Semaine Acheron : interview de Nicolas Henry, concepteur du jeu
Jour 4 de notre focus consacré au jeu de rôle Acheron
Du 8 au 14 novembre, Scifi-Universe.com vous propose une semaine consacré au jeu de rôle Acheron, qui sera disponible à la vente à la fin du mois. Interview, visuels, informations diverses, on va décortiquer le jeu en détail pendant ces sept jours !
Quatrième jour de notre semaine thématique consacrée au jeu de rôle Acheron avec, aujourd'hui, une interview complète du concepteur du jeu, Nicolas Henry.
Vincent L. : Pour commencer, pouvez-vous vous présenter ?
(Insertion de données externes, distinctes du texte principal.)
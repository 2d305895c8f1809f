//! Background task that executes the state machine's actions.
//!
//! The driver is the only owner of the [`Connection`], the live transport,
//! and the timers. Commands, transport events, and timer firings are
//! processed one at a time from a single `select!`, so no two transitions
//! ever interleave.

use std::future::pending;
use std::pin::Pin;
use std::sync::Arc;
use std::time::Duration;

use tokio::sync::mpsc::error::TrySendError;
use tokio::sync::{mpsc, watch};
use tokio::time::{Sleep, sleep};
use tracing::{debug, trace};

use crate::core::CLOSE_NORMAL;
use crate::frame::HelloOk;
use crate::session::{Action, Connection, ConnectionState, GatewayNotification, Input};
use crate::transport::{Connector, TransportEvent, TransportEvents, TransportHandle, TransportSink};

type Timer = Option<Pin<Box<Sleep>>>;

#[derive(Default)]
struct Timers {
    challenge: Timer,
    reconnect: Timer,
    tick: Timer,
}

impl Timers {
    fn cancel(&mut self) {
        self.challenge = None;
        self.reconnect = None;
        self.tick = None;
    }
}

fn arm(delay: Duration) -> Timer {
    Some(Box::pin(sleep(delay)))
}

async fn fire(timer: &mut Timer) {
    match timer {
        Some(sleep) => sleep.as_mut().await,
        None => pending().await,
    }
}

enum Wake {
    Command(Option<Input>),
    Transport(Option<(u64, TransportEvent)>),
    Challenge,
    Reconnect,
    Tick,
}

/// Channels the driver publishes on.
pub(crate) struct Outputs {
    pub notifications: mpsc::Sender<GatewayNotification>,
    pub state: watch::Sender<ConnectionState>,
    pub hello: watch::Sender<Option<Arc<HelloOk>>>,
}

pub(crate) struct Driver {
    url: String,
    machine: Connection,
    connector: Arc<dyn Connector>,
    commands: mpsc::UnboundedReceiver<Input>,
    sink: TransportSink,
    events: TransportEvents,
    transport: Option<TransportHandle>,
    generation: u64,
    timers: Timers,
    outputs: Outputs,
    dropped_notifications: u64,
}

impl Driver {
    pub(crate) fn new(
        url: String,
        machine: Connection,
        connector: Arc<dyn Connector>,
        commands: mpsc::UnboundedReceiver<Input>,
        outputs: Outputs,
    ) -> Self {
        let (sink, events) = TransportSink::channel(0);
        Self {
            url,
            machine,
            connector,
            commands,
            sink,
            events,
            transport: None,
            generation: 0,
            timers: Timers::default(),
            outputs,
            dropped_notifications: 0,
        }
    }

    pub(crate) async fn run(mut self) {
        loop {
            let wake = tokio::select! {
                command = self.commands.recv() => Wake::Command(command),
                event = self.events.recv() => Wake::Transport(event),
                () = fire(&mut self.timers.challenge) => Wake::Challenge,
                () = fire(&mut self.timers.reconnect) => Wake::Reconnect,
                () = fire(&mut self.timers.tick) => Wake::Tick,
            };

            let input = match wake {
                Wake::Command(Some(input)) => input,
                Wake::Command(None) => {
                    // Every client handle is gone.
                    self.apply(Input::Stop);
                    break;
                }
                Wake::Transport(Some((generation, event))) => {
                    if generation != self.generation {
                        trace!(generation, current = self.generation, "stale transport event");
                        continue;
                    }
                    match event {
                        TransportEvent::Opened => Input::TransportOpened,
                        TransportEvent::Message(text) => Input::TransportMessage(text),
                        TransportEvent::Closed { code, reason } => {
                            self.transport = None;
                            Input::TransportClosed { code, reason }
                        }
                    }
                }
                // The driver holds a sender, so the channel never closes.
                Wake::Transport(None) => continue,
                Wake::Challenge => {
                    self.timers.challenge = None;
                    Input::ChallengeTimeout
                }
                Wake::Reconnect => {
                    self.timers.reconnect = None;
                    Input::ReconnectTimeout
                }
                Wake::Tick => {
                    self.timers.tick = None;
                    Input::TickTimeout
                }
            };
            self.apply(input);
        }
        debug!("gateway driver finished");
    }

    fn apply(&mut self, input: Input) {
        for action in self.machine.step(input) {
            self.execute(action);
        }
        let state = self.machine.state();
        self.outputs.state.send_if_modified(|current| {
            if *current == state {
                return false;
            }
            *current = state;
            true
        });
    }

    fn execute(&mut self, action: Action) {
        match action {
            Action::OpenTransport => {
                if let Some(stale) = self.transport.take() {
                    stale.close(CLOSE_NORMAL, "superseded");
                }
                self.generation += 1;
                let sink = self.sink.with_generation(self.generation);
                debug!(generation = self.generation, url = %self.url, "opening transport");
                self.transport = Some(self.connector.open(&self.url, sink));
            }
            Action::Send(text) => match &self.transport {
                Some(transport) => {
                    if !transport.send_text(text) {
                        debug!("transport gone; frame dropped");
                    }
                }
                None => debug!("no transport; frame dropped"),
            },
            Action::CloseTransport { code, reason } => {
                if let Some(transport) = self.transport.take() {
                    transport.close(code, reason);
                }
                // Whatever the closed transport reports from now on is stale.
                self.generation += 1;
            }
            Action::CancelTimers => self.timers.cancel(),
            Action::ArmChallengeTimer(delay) => self.timers.challenge = arm(delay),
            Action::ArmReconnectTimer(delay) => self.timers.reconnect = arm(delay),
            Action::ArmTickTimer(delay) => self.timers.tick = arm(delay),
            Action::Notify(notification) => {
                if let GatewayNotification::Hello(hello) = &notification {
                    self.outputs.hello.send_replace(Some(Arc::clone(hello)));
                }
                match self.outputs.notifications.try_send(notification) {
                    Ok(()) => {}
                    Err(TrySendError::Full(dropped)) => {
                        self.dropped_notifications += 1;
                        debug!(
                            dropped = self.dropped_notifications,
                            kind = dropped.kind(),
                            "notification queue full; dropping"
                        );
                    }
                    // Observers stopped listening.
                    Err(TrySendError::Closed(_)) => {}
                }
            }
        }
    }
}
Nicolas Henry : Je m'appelle Nicolas Henry, j'ai 28 ans, toutes mes dents et je suis l'auteur d'Achéron. Dans le civil j'ai exercé la profession de journaliste pendant un temps, et aujourd'hui je suis éducateur scolaire, ce qui prouve bien que dans le social, on engage n'importe qui... Je souffre du syndrome rôlistique aigu depuis que j'ai dix ans à peu près, ce qui fait....tout ça, à quelque mois d'intervalle... Niveau hobby, je suis un voyageur impénitent, ce qui m'a beaucoup aidé, indirectement pour la conception de mes jeux : d'une part, les voyages en train et bus pourris de Pékin à Saïgon, ça laisse du temps pour écrire des âneries, d'autre part, un paysage différent par jour, ça aère le cerveau...
Vincent L. : Pouvez-vous nous présenter Acheron ?
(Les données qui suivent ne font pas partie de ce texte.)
//! Ed25519 device identity.
//!
//! A device is identified by the SHA-256 fingerprint of its public key. The
//! keypair is created once, persisted, and shared read-only by every
//! connect attempt.

use std::fmt;

use base64::Engine as _;
use base64::engine::general_purpose::URL_SAFE_NO_PAD;
use ed25519_dalek::{Signer, SigningKey, VerifyingKey};
use rand::rngs::OsRng;
use sha2::{Digest, Sha256};

use crate::core::{DeviceIdentityProvider, IdentityError, PUBLIC_KEY_SIZE, SECRET_KEY_SIZE};

/// Long-lived device keypair plus its derived device id.
///
/// The secret key is zeroized on drop.
#[derive(Clone)]
pub struct DeviceIdentity {
    device_id: String,
    signing_key: SigningKey,
}

impl DeviceIdentity {
    /// Generate a new random identity.
    pub fn generate() -> Self {
        Self::from_signing_key(SigningKey::generate(&mut OsRng))
    }

    /// Rebuild an identity from a 32-byte secret key.
    pub fn from_secret_bytes(secret: &[u8; SECRET_KEY_SIZE]) -> Self {
        Self::from_signing_key(SigningKey::from_bytes(secret))
    }

    fn from_signing_key(signing_key: SigningKey) -> Self {
        let device_id = fingerprint(signing_key.verifying_key().as_bytes());
        Self {
            device_id,
            signing_key,
        }
    }

    /// Device id (lowercase hex SHA-256 of the raw public key).
    pub fn device_id(&self) -> &str {
        &self.device_id
    }

    /// Raw public key.
    pub fn public_key(&self) -> [u8; PUBLIC_KEY_SIZE] {
        self.signing_key.verifying_key().to_bytes()
    }

    /// Public key as sent on the wire (base64url, no padding).
    pub fn public_key_base64url(&self) -> String {
        URL_SAFE_NO_PAD.encode(self.public_key())
    }

    /// Verifying half of the keypair.
    pub fn verifying_key(&self) -> VerifyingKey {
        self.signing_key.verifying_key()
    }

    /// Secret key bytes.
    ///
    /// # Security
    /// Handle with care - this exposes sensitive key material.
    pub fn secret_bytes(&self) -> [u8; SECRET_KEY_SIZE] {
        self.signing_key.to_bytes()
    }

    /// Sign `payload`, returning the base64url signature.
    pub fn sign(&self, payload: &str) -> String {
        let signature = self.signing_key.sign(payload.as_bytes());
        URL_SAFE_NO_PAD.encode(signature.to_bytes())
    }
}

impl fmt::Debug for DeviceIdentity {
    fn fmt(&self, f: &mut fmt::Formatter<'_>) -> fmt::Result {
        f.debug_struct("DeviceIdentity")
            .field("device_id", &self.device_id)
            .field("signing_key", &"[REDACTED]")
            .finish()
    }
}

/// Derive a device id from a raw public key.
pub fn fingerprint(public_key: &[u8]) -> String {
    hex::encode(Sha256::digest(public_key))
}

/// Identity provider that mints a fresh key on every call.
///
/// Suitable for tests and throwaway tools; the gateway will see a new device
/// each process.
#[derive(Debug, Clone, Copy, Default)]
pub struct EphemeralIdentity;

impl DeviceIdentityProvider for EphemeralIdentity {
    fn load_or_create(&self) -> Result<DeviceIdentity, IdentityError> {
        Ok(DeviceIdentity::generate())
    }
}

/// Identity provider backed by an existing identity.
#[derive(Debug, Clone)]
pub struct FixedIdentity(pub DeviceIdentity);

impl DeviceIdentityProvider for FixedIdentity {
    fn load_or_create(&self) -> Result<DeviceIdentity, IdentityError> {
        Ok(self.0.clone())
    }
}

#[cfg(feature = "file-store")]
pub use file::FileIdentityStore;

#[cfg(feature = "file-store")]
mod file {
    use std::path::{Path, PathBuf};

    use base64::Engine as _;
    use base64::engine::general_purpose::URL_SAFE_NO_PAD;
    use serde::{Deserialize, Serialize};
    use tracing::{info, warn};
    use zeroize::{Zeroize, ZeroizeOnDrop};

    use super::DeviceIdentity;
    use crate::core::{
        DeviceIdentityProvider, IdentityError, SECRET_KEY_SIZE, STORE_VERSION, now_ms,
    };
    use crate::identity::write_private_file;

    /// On-disk identity record.
    #[derive(Serialize, Deserialize, Zeroize, ZeroizeOnDrop)]
    #[serde(rename_all = "camelCase")]
    struct StoredIdentity {
        version: u32,
        device_id: String,
        public_key: String,
        private_key: String,
        created_at_ms: u64,
    }

    /// Identity provider persisting the keypair as a JSON file.
    ///
    /// A missing, unreadable, or inconsistent file (device id not matching
    /// the key) is replaced by a freshly generated identity.
    #[derive(Debug, Clone)]
    pub struct FileIdentityStore {
        path: PathBuf,
    }

    impl FileIdentityStore {
        /// Store the identity at `path`.
        pub fn new(path: impl Into<PathBuf>) -> Self {
            Self { path: path.into() }
        }

        /// Location of the identity file.
        pub fn path(&self) -> &Path {
            &self.path
        }

        fn load(&self) -> Result<Option<DeviceIdentity>, IdentityError> {
            let text = match std::fs::read_to_string(&self.path) {
                Ok(text) => text,
                Err(e) if e.kind() == std::io::ErrorKind::NotFound => return Ok(None),
                Err(e) => return Err(e.into()),
            };
            let stored: StoredIdentity = serde_json::from_str(&text)?;
            if stored.version != STORE_VERSION {
                return Ok(None);
            }

            let mut raw = URL_SAFE_NO_PAD
                .decode(stored.private_key.as_bytes())
                .map_err(|e| IdentityError::InvalidKey(e.to_string()))?;
            let secret = <[u8; SECRET_KEY_SIZE]>::try_from(raw.as_slice());
            raw.zeroize();
            let mut secret = secret.map_err(|_| {
                IdentityError::InvalidKey(format!("expected {SECRET_KEY_SIZE} secret key bytes"))
            })?;
            let identity = DeviceIdentity::from_secret_bytes(&secret);
            secret.zeroize();

            if identity.device_id() != stored.device_id
                || identity.public_key_base64url() != stored.public_key
            {
                warn!(path = %self.path.display(), "device identity file is inconsistent");
                return Ok(None);
            }
            Ok(Some(identity))
        }

        fn save(&self, identity: &DeviceIdentity) -> Result<(), IdentityError> {
            let mut secret = identity.secret_bytes();
            let stored = StoredIdentity {
                version: STORE_VERSION,
                device_id: identity.device_id().to_owned(),
                public_key: identity.public_key_base64url(),
                private_key: URL_SAFE_NO_PAD.encode(secret),
                created_at_ms: now_ms(),
            };
            secret.zeroize();
            let mut text = serde_json::to_string_pretty(&stored)?;
            let written = write_private_file(&self.path, &text);
            text.zeroize();
            written
        }
    }

    impl DeviceIdentityProvider for FileIdentityStore {
        fn load_or_create(&self) -> Result<DeviceIdentity, IdentityError> {
            match self.load() {
                Ok(Some(identity)) => return Ok(identity),
                Ok(None) => {}
                Err(e) => {
                    warn!(path = %self.path.display(), error = %e, "discarding unreadable device identity");
                }
            }

            let identity = DeviceIdentity::generate();
            self.save(&identity)?;
            info!(device_id = %identity.device_id(), "created device identity");
            Ok(identity)
        }
    }
}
Nicolas Henry : J'ai toujours été assez mauvais à ce genre d'exercice, mais ça fait partie du jeu... Achéron, c'est avant tout un jeu d'ambiance se déroulant durant la seconde moitié du XIXème siècle, qui flirte dangereusement avec les enquêtes de Conan Doyle, le fantastique du XIXème de Poe et Maupassant et la noirceur victorienne de Dickens. Les joueurs vont y incarner des personnages entraînés malgré eux dans des séries d'évènements extraordinaires qu'ils devront d'élucider, en s'appuyant sur leurs Convictions respectives. Les Initiés, versés dans les arts occultes utiliseront sans doute leurs dons exceptionnels pour en savoir plus, les Sceptiques, à l'esprit cartésien bien trempé se baseront sur leurs connaissances scientifiques pour donner une explication rationnelle à leur résultat d'enquête, quant aux Indécis, à l'esprit plus ouvert, ils pourront bénéficier d'une des valeurs les plus précieuses de toute : leur propre libre arbitre. Le principe d'Achéron est en effet d'alterner les scénarios purement fantastiques avec des enquêtes policières plus traditionnelles pour laisser constamment planer le doute.
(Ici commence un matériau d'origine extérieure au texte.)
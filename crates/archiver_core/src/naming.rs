/// Name of the per-challenge readme file.
pub const README_FILE: &str = "README.md";

const FALLBACK_NAME: &str = "untitled";

/// Filesystem-safe directory name for a challenge title.
///
/// Keeps alphanumerics, `-`, `_` and spaces, drops everything else, then
/// collapses runs of spaces. Applying it twice yields the same result.
pub fn sanitize_name(title: &str) -> String {
    let mut cleaned = String::with_capacity(title.len());
    let mut prev_space = false;
    for c in title.chars().filter(|c| is_kept(*c)) {
        if c == ' ' {
            if !prev_space {
                cleaned.push(c);
            }
            prev_space = true;
        } else {
            cleaned.push(c);
            prev_space = false;
        }
    }
    if cleaned.trim().is_empty() {
        return FALLBACK_NAME.to_string();
    }
    cleaned
}

fn is_kept(c: char) -> bool {
    c.is_alphanumeric() || matches!(c, '-' | '_' | ' ')
}

/// File name for the solution at `index` (0-based) out of `total` unique ones.
///
/// A lone solution is `Solution.<ext>`; several are numbered from 1.
pub fn solution_filename(index: usize, total: usize, extension: &str) -> String {
    if total > 1 {
        format!("Solution {}.{extension}", index + 1)
    } else {
        format!("Solution.{extension}")
    }
}

/// Single-line readme linking back to the challenge page.
pub fn readme_contents(title: &str, base_url: &str, relative_url: &str) -> String {
    let base = base_url.trim_end_matches('/');
    format!("# [{title}]({base}{relative_url})\n")
}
Le jeu part du principe qu'il existe une dimension parallèle, l'Acheron, dans laquelle sont retenues tous les fantasmes, les peurs et les angoisses les plus effrayants que l'Homme aient jamais imaginés: les âmes et les créatures prisonnières de ce monde peuvent être ramenés sur le plan terrestre grâce à l'énergie psychique des êtres humains. Plus les hommes croient en quelque chose, plus des brèches peuvent apparaître entre le monde réel et l'Achéron. C'est une des raisons pour laquelle le psychisme et la folie jouent un rôle crucial au cours du jeu, car ce sont littéralement les peurs les plus primaires des personnages qui risquent de prendre forme sous leurs yeux. Pour éviter de sombrer dans la folie, un système d'Addiction permettra de développer ses travers pour éviter d'avoir à faire face à sa propre démence. Les Convictions du personnage (La Foi, la Détermination et le Scepticisme) lui permettront également de maintenir son équilibre mental face aux horreurs qu'il va affronter.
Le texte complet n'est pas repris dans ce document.